= ASSIGNED TASK =
All lines in the data below carrying the string "RuntimeOptions" are to be located and copied.

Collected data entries
[Start of Attachment]

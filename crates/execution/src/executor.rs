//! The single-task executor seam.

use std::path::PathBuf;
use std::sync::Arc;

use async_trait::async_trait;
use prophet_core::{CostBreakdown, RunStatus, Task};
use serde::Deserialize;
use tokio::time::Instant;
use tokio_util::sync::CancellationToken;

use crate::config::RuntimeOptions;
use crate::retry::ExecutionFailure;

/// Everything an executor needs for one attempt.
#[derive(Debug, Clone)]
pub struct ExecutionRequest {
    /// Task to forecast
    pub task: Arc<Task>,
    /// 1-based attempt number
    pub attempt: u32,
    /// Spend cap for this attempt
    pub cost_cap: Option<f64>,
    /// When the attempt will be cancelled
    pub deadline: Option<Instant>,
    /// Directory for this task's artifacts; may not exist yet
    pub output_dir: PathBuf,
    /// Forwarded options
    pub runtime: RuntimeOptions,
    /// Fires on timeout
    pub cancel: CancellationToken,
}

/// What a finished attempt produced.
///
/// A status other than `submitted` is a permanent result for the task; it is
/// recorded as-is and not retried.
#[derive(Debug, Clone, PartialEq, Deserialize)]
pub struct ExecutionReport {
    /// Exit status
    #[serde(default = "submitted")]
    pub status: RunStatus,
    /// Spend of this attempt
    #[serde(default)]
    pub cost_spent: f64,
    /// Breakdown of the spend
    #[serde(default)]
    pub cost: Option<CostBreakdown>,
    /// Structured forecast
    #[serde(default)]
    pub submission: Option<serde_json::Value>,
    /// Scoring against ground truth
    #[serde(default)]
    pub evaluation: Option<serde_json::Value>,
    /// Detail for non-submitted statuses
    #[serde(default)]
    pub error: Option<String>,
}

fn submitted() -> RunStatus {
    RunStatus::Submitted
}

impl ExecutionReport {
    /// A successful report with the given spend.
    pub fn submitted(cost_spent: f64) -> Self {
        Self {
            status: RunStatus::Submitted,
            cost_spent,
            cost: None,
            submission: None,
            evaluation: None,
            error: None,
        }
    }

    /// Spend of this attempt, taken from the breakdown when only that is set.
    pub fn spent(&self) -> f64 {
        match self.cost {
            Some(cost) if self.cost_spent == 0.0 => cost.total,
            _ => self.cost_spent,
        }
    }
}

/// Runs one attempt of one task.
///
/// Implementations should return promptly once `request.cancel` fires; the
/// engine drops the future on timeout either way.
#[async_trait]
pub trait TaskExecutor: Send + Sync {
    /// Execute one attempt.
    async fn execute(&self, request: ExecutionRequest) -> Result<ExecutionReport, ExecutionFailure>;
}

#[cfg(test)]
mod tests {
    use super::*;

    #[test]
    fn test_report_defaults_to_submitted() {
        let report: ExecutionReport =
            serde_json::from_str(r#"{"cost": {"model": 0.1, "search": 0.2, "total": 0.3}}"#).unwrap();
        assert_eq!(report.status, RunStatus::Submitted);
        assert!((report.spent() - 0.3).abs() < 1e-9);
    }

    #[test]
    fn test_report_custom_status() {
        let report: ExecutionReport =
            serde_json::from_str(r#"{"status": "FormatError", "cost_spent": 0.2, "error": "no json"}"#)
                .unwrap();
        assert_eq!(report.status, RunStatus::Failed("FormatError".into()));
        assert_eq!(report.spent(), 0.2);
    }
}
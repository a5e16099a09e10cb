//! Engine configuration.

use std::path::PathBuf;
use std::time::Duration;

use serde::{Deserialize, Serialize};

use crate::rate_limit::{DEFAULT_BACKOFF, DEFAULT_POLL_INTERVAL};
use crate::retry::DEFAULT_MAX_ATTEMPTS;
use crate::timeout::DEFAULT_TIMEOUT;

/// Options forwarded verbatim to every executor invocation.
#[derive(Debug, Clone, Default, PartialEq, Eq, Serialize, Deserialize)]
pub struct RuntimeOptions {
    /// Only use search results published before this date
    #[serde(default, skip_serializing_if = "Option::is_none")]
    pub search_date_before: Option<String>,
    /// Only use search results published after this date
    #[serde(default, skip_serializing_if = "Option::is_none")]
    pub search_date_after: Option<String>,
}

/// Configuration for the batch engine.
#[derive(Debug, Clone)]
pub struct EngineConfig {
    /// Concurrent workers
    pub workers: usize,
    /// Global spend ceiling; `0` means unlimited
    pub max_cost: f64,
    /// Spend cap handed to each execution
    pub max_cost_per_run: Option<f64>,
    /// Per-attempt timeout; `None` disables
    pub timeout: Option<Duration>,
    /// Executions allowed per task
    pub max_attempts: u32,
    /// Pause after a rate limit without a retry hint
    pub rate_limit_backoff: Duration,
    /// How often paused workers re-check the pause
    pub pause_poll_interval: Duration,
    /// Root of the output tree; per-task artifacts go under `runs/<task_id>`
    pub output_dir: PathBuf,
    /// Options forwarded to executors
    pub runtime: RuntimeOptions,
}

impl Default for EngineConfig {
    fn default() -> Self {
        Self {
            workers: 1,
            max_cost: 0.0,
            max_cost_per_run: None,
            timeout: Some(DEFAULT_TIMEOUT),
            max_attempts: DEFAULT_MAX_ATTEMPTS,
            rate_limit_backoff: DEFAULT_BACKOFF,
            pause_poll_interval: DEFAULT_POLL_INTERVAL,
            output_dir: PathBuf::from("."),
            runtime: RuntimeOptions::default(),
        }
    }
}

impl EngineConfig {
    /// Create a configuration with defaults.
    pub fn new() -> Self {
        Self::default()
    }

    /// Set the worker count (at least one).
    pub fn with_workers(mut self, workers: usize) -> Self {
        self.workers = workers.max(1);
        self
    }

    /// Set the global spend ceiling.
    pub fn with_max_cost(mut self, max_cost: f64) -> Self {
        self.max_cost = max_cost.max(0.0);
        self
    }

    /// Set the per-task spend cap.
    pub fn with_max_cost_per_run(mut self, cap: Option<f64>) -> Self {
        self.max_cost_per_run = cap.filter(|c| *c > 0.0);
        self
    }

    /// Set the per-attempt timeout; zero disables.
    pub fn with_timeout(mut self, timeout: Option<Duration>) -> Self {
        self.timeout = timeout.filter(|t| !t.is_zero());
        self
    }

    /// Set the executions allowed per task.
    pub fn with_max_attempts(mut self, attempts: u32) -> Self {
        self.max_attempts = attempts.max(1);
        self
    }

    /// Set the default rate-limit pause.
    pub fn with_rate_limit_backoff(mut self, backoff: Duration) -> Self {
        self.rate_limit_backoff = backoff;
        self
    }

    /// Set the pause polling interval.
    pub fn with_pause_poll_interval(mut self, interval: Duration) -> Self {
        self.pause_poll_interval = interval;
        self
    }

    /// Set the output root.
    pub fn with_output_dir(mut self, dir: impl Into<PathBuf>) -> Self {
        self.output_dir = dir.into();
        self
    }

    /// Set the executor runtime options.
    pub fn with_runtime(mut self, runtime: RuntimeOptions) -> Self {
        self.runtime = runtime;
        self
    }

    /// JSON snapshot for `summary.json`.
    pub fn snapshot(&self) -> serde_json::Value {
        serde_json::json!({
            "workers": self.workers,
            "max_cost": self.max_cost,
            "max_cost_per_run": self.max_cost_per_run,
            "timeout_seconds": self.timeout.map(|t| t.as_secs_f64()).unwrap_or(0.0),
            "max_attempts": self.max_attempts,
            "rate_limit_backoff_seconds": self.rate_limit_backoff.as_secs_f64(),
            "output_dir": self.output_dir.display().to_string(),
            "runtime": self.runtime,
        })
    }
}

[End of Attachment]

= SOLUTION TO THIS PROBLEM =
use crate::config::RuntimeOptions;
    pub runtime: RuntimeOptions,
pub struct RuntimeOptions {
    pub runtime: RuntimeOptions,
            runtime: RuntimeOptions::default(),
    pub fn with_runtime(mut self, runtime: RuntimeOptions) -> Self {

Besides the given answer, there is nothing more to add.